Affiliate Transactions.

8. Effective immediately, the Holding Company shall not engage in transactions with any

subsidiary or affiliate without the prior written non-objection of the Regional Director, except:

(a) exempt transactions under 12 C.F.R. Part 223; and (b) intercompany cost-sharing transactions

identified in executed written agreements between the parties.
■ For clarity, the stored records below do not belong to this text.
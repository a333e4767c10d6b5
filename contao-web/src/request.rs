// Contao - front-end rendering core for the Contao CMS
// Copyright (C) 2025 Contao Project Contributors
//
// This program is free software: you can redistribute it and/or modify
// it under the terms of the GNU Affero General Public License as
// published by the Free Software Foundation, either version 3 of the
// License, or (at your option) any later version.
//
// This program is distributed in the hope that it will be useful,
// but WITHOUT ANY WARRANTY; without even the implied warranty of
// MERCHANTABILITY or FITNESS FOR A PARTICULAR PURPOSE.  See the
// GNU Affero General Public License for more details.
//
// You should have received a copy of the GNU Affero General Public License
// along with this program.  If not, see <https://www.gnu.org/licenses/>.

use axum::http::{header, HeaderMap, Method, Uri};
use std::collections::HashMap;

/// Form field carrying the id of the submitted form.
pub const FORM_SUBMIT: &str = "FORM_SUBMIT";

/// The parts of an HTTP request the renderer looks at.
#[derive(Debug, Clone)]
pub struct FrontendRequest {
    pub method: Method,
    pub path: String,
    pub raw_query: Option<String>,
    pub query: HashMap<String, String>,
    pub form: HashMap<String, String>,
    pub host: String,
    pub scheme: String,
    pub referer: Option<String>,
}

impl FrontendRequest {
    pub fn from_parts(method: Method, uri: &Uri, headers: &HeaderMap, body: &[u8]) -> Self {
        let host = headers
            .get(header::HOST)
            .and_then(|h| h.to_str().ok())
            .or_else(|| uri.host())
            .unwrap_or("localhost")
            .to_string();
        let scheme = headers
            .get("x-forwarded-proto")
            .and_then(|h| h.to_str().ok())
            .filter(|p| *p == "https")
            .unwrap_or("http")
            .to_string();
        let referer = headers
            .get(header::REFERER)
            .and_then(|h| h.to_str().ok())
            .map(str::to_string);

        let form = if method == Method::POST {
            parse_pairs(serde_urlencoded::from_bytes(body))
        } else {
            HashMap::new()
        };

        Self {
            method,
            path: uri.path().to_string(),
            raw_query: uri.query().map(str::to_string),
            query: parse_pairs(serde_urlencoded::from_str(uri.query().unwrap_or(""))),
            form,
            host,
            scheme,
            referer,
        }
    }

    pub fn is_post(&self) -> bool {
        self.method == Method::POST
    }

    pub fn query_param(&self, key: &str) -> Option<&str> {
        self.query.get(key).map(String::as_str)
    }

    /// A trimmed form value; empty values count as missing.
    pub fn form_value(&self, key: &str) -> Option<&str> {
        self.form
            .get(key)
            .map(|v| v.trim())
            .filter(|v| !v.is_empty())
    }

    /// Form value without trimming, for passwords.
    pub fn raw_form_value(&self, key: &str) -> &str {
        self.form.get(key).map(String::as_str).unwrap_or("")
    }

    /// Whether this is a POST of the form with the given id.
    pub fn is_form_submit(&self, form_id: &str) -> bool {
        self.is_post() && self.form.get(FORM_SUBMIT).map(String::as_str) == Some(form_id)
    }

    /// Host name without the port.
    pub fn host_name(&self) -> &str {
        self.host.split(':').next().unwrap_or(&self.host)
    }

    /// Path and query as requested.
    pub fn request_uri(&self) -> String {
        match &self.raw_query {
            Some(q) if !q.is_empty() => format!("{}?{}", self.path, q),
            _ => self.path.clone(),
        }
    }

    /// Absolute URL of a local path on this host.
    pub fn absolute_url(&self, path: &str) -> String {
        format!("{}://{}{}", self.scheme, self.host, path)
    }
}

fn parse_pairs<E>(parsed: Result<Vec<(String, String)>, E>) -> HashMap<String, String> {
    parsed.map(|pairs| pairs.into_iter().collect()).unwrap_or_default()
}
The Holding Company shall provide

thirty (30) days advance written notice to the Regional Director of any proposed affiliate

transaction (except those described in Subparagraph (a) and (b) above), include in the written

notice a full description of the transaction, and ensure that the transaction complies with the

requirements of 12 C.F.R. § 563.41 and Regulation W, 12 C.F.R. Part 223.

Severance and Indemnification Payments.

9. Effective immediately, the Holding Company shall not make any golden parachute

payment2 or any prohibited indemnification payment3 unless, with respect to

each such payment, the Holding Company has complied with the requirements of 12 C.F.R. Part 359.

Directorate and Management Changes.

10. Effective immediately, the Holding Company shall comply with the prior notification

requirements for changes in directors and Senior Executive Officers4 set forth in 12

C.F.R. Part 563, Subpart H.

Employment Contracts and Compensation Arrangements.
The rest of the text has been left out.